# Quality Measure Reliability: Continuous and Binary Measures

How do you measure whether a quality measure is reliable?  What does the term “reliable” even mean?

In the world of quality measurement, reliability is the ability to confidently tell the difference between a high-performing individual (or physician or hospital) and a low-performing individual.  One can think of reliability as a signal-to-noise measure; if the signal is stronger, it is easier to identify high-quality providers, but if the measure has a lot of noise, it will be difficult to distinguish a high quality provider from a low-quality provider.

Today I review how to measure reliability for both continuous and binary quality measures.

The reliability statistic for a given measure is calculated as:

• Reliability = σ2b / [σ2b + (σ2w / n)]

where

• σ2b = the between provider variance
• σ2w = the average within-provider variance
• n = number of observations for a given provider

The framework above is most useful for determining the reliability of a continuous measure. Many quality measures, however, are binary in nature: Did the physician conduct an A1C test? Did the physician give the patient beta blockers after an acute myocardial infarction (AMI)? Did the patient die during the episode of care?  These variables take on a value of 1 if the answer is yes and 0 otherwise.

Adams (2009) adapts the framework outlined above for the case of these binary variables. To do this, the author uses a beta-binomial model.

The beta-binomial model is based on the beta distribution for the ‘true’ physician scores. The beta distribution is a very flexible distribution on the interval from 0 to 1. This distribution can have any mean in the interval and can be skewed left or right or even U-shaped. It is the most common distribution for probabilities on the 0-1 interval. The beta-binomial model assumes the physician’s score is a binomial random variable conditional on the physician’s true value that comes from the beta distribution.

The beta distribution depends on two parameters: α and β. If these two parameters are known, one can estimate the variance terms in the equation above as:

• σ2b = (αβ) / [(α+β+1)*(α+β)2]
• σ2w = p(1-p)

The value of p is the rate of success of the quality measure (i.e., when the quality measure equals 1).  Knowing this, we can calculate reliability for a binary quality score as follows:

• Reliability = σ2b / [σ2b + (p(1-p)/n)]

In practice, however, p, α and β are not known.
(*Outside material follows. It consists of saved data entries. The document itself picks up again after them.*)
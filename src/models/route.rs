//! Hash-based routing between the three pages.

/// Application routes, addressed as `#/`, `#/template`, `#/playground`.
#[derive(Clone, Copy, Debug, PartialEq, Eq, Default)]
pub enum Route {
    /// Landing page: hero, showcase, stats, testimonials.
    #[default]
    Home,
    /// Ready-to-use navbar page with the stack playground.
    Template,
    /// Customizer playground page.
    Playground,
}

impl Route {
    /// All routes, in navigation order.
    pub const ALL: [Self; 3] = [Self::Home, Self::Template, Self::Playground];

    /// Parse a URL hash into a route. Unknown paths fall back to home.
    pub fn from_hash(hash: &str) -> Self {
        let path = hash.trim_start_matches('#').trim_matches('/');
        match path {
            "template" => Self::Template,
            "playground" => Self::Playground,
            _ => Self::Home,
        }
    }

    /// Convert the route back to a URL hash.
    pub fn to_hash(self) -> &'static str {
        match self {
            Self::Home => "#/",
            Self::Template => "#/template",
            Self::Playground => "#/playground",
        }
    }

    /// Label used for navigation links.
    pub fn label(self) -> &'static str {
        match self {
            Self::Home => "Home",
            Self::Template => "Template",
            Self::Playground => "Playground",
        }
    }

    /// Get the current route from the browser URL.
    pub fn current() -> Self {
        let hash = web_sys::window()
            .and_then(|w| w.location().hash().ok())
            .unwrap_or_default();
        Self::from_hash(&hash)
    }

    /// Navigate to this route. Setting the hash fires `hashchange`, which
    /// the router listens for, and pushes a history entry so back/forward
    /// keep working.
    pub fn push(self) {
        if let Some(window) = web_sys::window() {
            let _ = window.location().set_hash(self.to_hash());
        }
    }
}

#[cfg(test)]
mod tests {
    use super::*;

    #[test]
    fn parses_known_hashes() {
        assert_eq!(Route::from_hash(""), Route::Home);
        assert_eq!(Route::from_hash("#"), Route::Home);
        assert_eq!(Route::from_hash("#/"), Route::Home);
        assert_eq!(Route::from_hash("#/template"), Route::Template);
        assert_eq!(Route::from_hash("#/template/"), Route::Template);
        assert_eq!(Route::from_hash("#/playground"), Route::Playground);
    }

    #[test]
    fn unknown_hash_falls_back_to_home() {
        assert_eq!(Route::from_hash("#/does-not-exist"), Route::Home);
    }

    #[test]
    fn round_trips_through_hash() {
        for route in [Route::Home, Route::Template, Route::Playground] {
            assert_eq!(Route::from_hash(route.to_hash()), route);
        }
    }
}
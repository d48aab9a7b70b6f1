//! Error types for selection parsing.

use thiserror::Error;

/// An option-axis value that is not part of the axis's enumerated domain.
///
/// This can only arise when a value string comes from outside the closed UI
/// controls (e.g. a hand-edited `<select>`); the documented policy is for
/// callers to ignore the mutation and keep the last valid selection.
#[derive(Debug, Clone, PartialEq, Eq, Error)]
#[error("unknown {axis} value: {value:?}")]
pub struct ParseAxisError {
    /// Axis name ("theme", "variant", "framework", ...).
    pub axis: &'static str,
    /// The rejected input.
    pub value: String,
}

impl ParseAxisError {
    pub(crate) fn new(axis: &'static str, value: &str) -> Self {
        Self {
            axis,
            value: value.to_string(),
        }
    }
}
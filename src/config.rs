//! Application configuration.
//!
//! Centralizes all configuration constants used throughout the application.

use crate::models::{Stat, Testimonial};

// =============================================================================
// Application Metadata
// =============================================================================

/// Application name displayed in the site navbar and footer.
pub const APP_NAME: &str = "Navstack";

/// Tagline shown under the hero title.
pub const APP_TAGLINE: &str =
    "Provides a navbar library for developers and maximizes your potential";

// =============================================================================
// Timer Configuration
// =============================================================================

/// How long the "Copied!" acknowledgement stays visible after a copy.
pub const COPY_ACK_MS: u32 = 2000;

/// Debounce applied to free-text search input before suggestions appear.
pub const SEARCH_DEBOUNCE_MS: u32 = 300;

/// Auto-advance interval for the testimonial carousel.
pub const TESTIMONIAL_INTERVAL_MS: u32 = 5000;

// =============================================================================
// Site Navbar Configuration
// =============================================================================

/// Scroll offset (px) past which the site navbar tightens its padding.
pub const SCROLL_THRESHOLD_PX: f64 = 10.0;

/// Search filter options.
pub const FRAMEWORK_FILTERS: &[&str] = &["React", "Next.js", "Vue", "Angular", "Svelte"];
pub const STYLE_FILTERS: &[&str] = &["Modern", "Minimalist", "Classic", "Futuristic"];

// =============================================================================
// Playground Configuration
// =============================================================================

/// Menu entries rendered by the customizer playground, in order. The same
/// sequence feeds the preview and every generated snippet.
pub const PLAYGROUND_MENU: [&str; 2] = ["Home", "Template"];

/// Menu entries for the stack playground.
pub const STACK_MENU: [&str; 3] = ["Features", "Pricing", "Company"];

// =============================================================================
// Showcase Configuration
// =============================================================================

/// Video shown in the home-page showcase section.
pub const SHOWCASE_VIDEO_URL: &str =
    "https://commondatastorage.googleapis.com/gtv-videos-bucket/sample/BigBuckBunny.mp4";

/// Fraction of the showcase video that must be visible before it autoplays.
pub const SHOWCASE_VISIBILITY_THRESHOLD: f64 = 0.5;

// =============================================================================
// Home Page Content
// =============================================================================

/// Statistics strip entries.
pub const STATS: [Stat; 3] = [
    Stat {
        value: 50,
        suffix: "+",
        label: "Framework",
    },
    Stat {
        value: 100,
        suffix: "+",
        label: "Templates",
    },
    Stat {
        value: 1,
        suffix: "x",
        label: "Performance (Fast)",
    },
];

/// Testimonial carousel entries.
pub const TESTIMONIALS: [Testimonial; 3] = [
    Testimonial {
        quote: "It saved my life and brought me back to myself",
        description: "Through Navstack, we provide a collection of ready-to-use navbar \
             templates that can be integrated with various popular frameworks like \
             Tailwind, Bootstrap, React, Vue, and standard HTML & CSS.",
        author: "Sarah Johnson",
        role: "UX Designer",
        rating: 5,
    },
    Testimonial {
        quote: "This tool made my workflow 10x faster!",
        description: "I never thought creating navbars could be this easy. With Navstack, \
             I can generate custom navbars in seconds and integrate them with any \
             project seamlessly.",
        author: "Michael Carter",
        role: "Frontend Developer",
        rating: 4,
    },
    Testimonial {
        quote: "A must-have for every developer!",
        description: "Navstack gave me pre-built navbar templates and a playground to \
             generate unique ones. It saved me hours of repetitive coding.",
        author: "Emily Davis",
        role: "Software Engineer",
        rating: 5,
    },
];
//! Fixed site navigation bar.
//!
//! Stays mounted across route changes. Past a small scroll offset the bar
//! tightens its padding and gains a shadow; on narrow viewports the links
//! move into a toggleable overlay menu.

use leptos::prelude::*;
use leptos_icons::Icon;
use leptos_use::{use_media_query, use_window_scroll};

use super::notifications::Notifications;
use super::search::SearchBar;
use crate::components::icons as ic;
use crate::config::{APP_NAME, SCROLL_THRESHOLD_PX};
use crate::models::Route;

stylance::import_crate_style!(css, "src/components/navbar/navbar.module.css");

#[component]
pub fn SiteNavbar(#[prop(into)] current_route: Signal<Route>) -> impl IntoView {
    let (_scroll_x, scroll_y) = use_window_scroll();
    let scrolled = Memo::new(move |_| scroll_y.get() > SCROLL_THRESHOLD_PX);

    let is_narrow = use_media_query("(max-width: 768px)");
    let menu_open = RwSignal::new(false);

    // Leaving the narrow breakpoint discards the overlay menu.
    Effect::new(move |_| {
        if !is_narrow.get() {
            menu_open.set(false);
        }
    });

    let links = move || {
        Route::ALL
            .iter()
            .map(|route| {
                let route = *route;
                let class = move || {
                    if current_route.get() == route {
                        format!("{} {}", css::link, css::linkActive)
                    } else {
                        css::link.to_string()
                    }
                };
                view! {
                    <button
                        class=class
                        on:click=move |_| {
                            route.push();
                            menu_open.set(false);
                        }
                    >
                        {route.label()}
                    </button>
                }
            })
            .collect_view()
    };

    let bar_class = move || {
        if scrolled.get() {
            format!("{} {}", css::navbar, css::navbarScrolled)
        } else {
            css::navbar.to_string()
        }
    };

    view! {
        <header class=bar_class>
            <div class=css::inner>
                <button class=css::brand on:click=move |_| Route::Home.push()>
                    "🔥 " {APP_NAME}
                </button>
                <Show when=move || !is_narrow.get()>
                    <nav class=css::links>{links()}</nav>
                </Show>
                <div class=css::actions>
                    <SearchBar />
                    <Notifications />
                    <Show when=move || is_narrow.get()>
                        <button
                            class=css::iconButton
                            aria-label="Toggle menu"
                            on:click=move |_| menu_open.update(|o| *o = !*o)
                        >
                            {move || if menu_open.get() {
                                view! { <Icon icon=ic::CLOSE /> }.into_any()
                            } else {
                                view! { <Icon icon=ic::MENU /> }.into_any()
                            }}
                        </button>
                    </Show>
                </div>
            </div>
            <Show when=move || menu_open.get()>
                <nav class=css::mobileMenu>{links()}</nav>
            </Show>
        </header>
    }
}
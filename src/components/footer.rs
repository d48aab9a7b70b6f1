//! Site footer.

use leptos::prelude::*;

use crate::config::APP_NAME;
use crate::models::Route;

stylance::import_crate_style!(css, "src/components/footer.module.css");

#[component]
pub fn Footer() -> impl IntoView {
    let go = move |route: Route| move |_| route.push();

    view! {
        <footer class=css::footer>
            <div class=css::inner>
                <div class=css::brandColumn>
                    <span class=css::brand>"🔥 " {APP_NAME}</span>
                    <p class=css::blurb>
                        "Ready-to-use navbar templates for every framework."
                    </p>
                </div>
                <div class=css::linkColumn>
                    <span class=css::heading>"Product"</span>
                    <button class=css::link on:click=go(Route::Template)>"Templates"</button>
                    <button class=css::link on:click=go(Route::Playground)>"Playground"</button>
                </div>
                <div class=css::linkColumn>
                    <span class=css::heading>"Company"</span>
                    <button class=css::link on:click=go(Route::Home)>"About"</button>
                    <a class=css::link href="https://github.com" target="_blank" rel="noreferrer">
                        "GitHub"
                    </a>
                </div>
            </div>
            <div class=css::legal>
                <span>"© 2025 " {APP_NAME} ". All rights reserved."</span>
            </div>
        </footer>
    }
}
To estimate p, one can simply use the observed pass rate from the data.  To estimate the values of α and β, first consider the relationship between α and β and the mean and variance of the beta distribution.

• μ =α / (α+β)
• σ2 = (αβ) / [(α+β+1)*(α+β)2]

To estimate α and β, the paper recommends using a maximum likelihood estimator.  The betabin SAS macro does this in SAS.  Alternatively, one can estimate α and β using a methods of moments estimator, as shown in this example.